┌─ Excerpted data

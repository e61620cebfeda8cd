//! Podbridge service binary
//!
//! Serves the authenticated proxy layer between the wizard client and the
//! fulfillment provider, plus the image hosting bridge. The fulfillment
//! credential is loaded from configuration here and never leaves the server.

use actix_web::{middleware, web, App, HttpServer};
use std::sync::Arc;
use tracing::{info, warn};
use tracing_actix_web::TracingLogger;

use podbridge::api::{self, AppState};
use podbridge::config::Settings;
use podbridge::fulfillment::PrintfulClient;
use podbridge::hosting::ImgHostClient;

#[actix_web::main]
async fn main() -> std::io::Result<()> {
    // Load environment variables from .env file
    dotenvy::dotenv().ok();

    // Initialize tracing subscriber for structured logging
    tracing_subscriber::fmt()
        .with_env_filter(
            tracing_subscriber::EnvFilter::from_default_env()
                .add_directive("podbridge=info".parse().unwrap())
                .add_directive("actix_web=info".parse().unwrap()),
        )
        .json()
        .init();

    let settings = Settings::load().expect("Failed to load configuration");
    let bind_addr = format!("{}:{}", settings.server.host, settings.server.port);

    info!(
        "Starting podbridge v{} on {}",
        env!("CARGO_PKG_VERSION"),
        bind_addr
    );

    let fulfillment = Arc::new(PrintfulClient::new(&settings.fulfillment));
    if !fulfillment.is_configured() {
        warn!("No fulfillment access token configured; connectivity probes will report offline");
    }
    let image_host = Arc::new(ImgHostClient::new(&settings.hosting.upload_url));

    let app_state = web::Data::new(AppState {
        fulfillment,
        image_host,
    });

    let workers = settings.server.workers.unwrap_or_else(|| {
        std::thread::available_parallelism()
            .map(|n| n.get())
            .unwrap_or(4)
    });

    HttpServer::new(move || {
        App::new()
            .app_data(app_state.clone())
            .wrap(TracingLogger::default())
            .wrap(middleware::Compress::default())
            .wrap(
                middleware::DefaultHeaders::new()
                    .add(("X-Service", "podbridge"))
                    .add(("X-Version", env!("CARGO_PKG_VERSION"))),
            )
            .configure(api::configure_routes)
    })
    .workers(workers)
    .bind(&bind_addr)?
    .run()
    .await
}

└─

▶ **Work task**:
Copy whichever lines in the listing above contain the word "TracingLogger".

▶ **Problem solution**:
use tracing_actix_web::TracingLogger;
            .wrap(TracingLogger::default())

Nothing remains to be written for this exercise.